[[ WORKING DATA, beginning ]]

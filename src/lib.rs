//! pstore - SQLite-backed key-value and counter service
//!
//! Opening a store is two steps: build a [`Database`](engine::Database) pool,
//! then run [`MigrationRunner::initialize`](engine::MigrationRunner::initialize)
//! before handing the pool to a [`KvStore`](engine::KvStore).

pub mod engine;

[[ WORKING DATA, end ]]

» GOAL OF THE EXERCISE
From the data above, give every line again exactly as it appears.

» ANSWER BOX
filename src/lib.rs
//! pstore - SQLite-backed key-value and counter service
//!
//! Opening a store is two steps: build a [`Database`](engine::Database) pool,
//! then run [`MigrationRunner::initialize`](engine::MigrationRunner::initialize)
//! before handing the pool to a [`KvStore`](engine::KvStore).

pub mod engine;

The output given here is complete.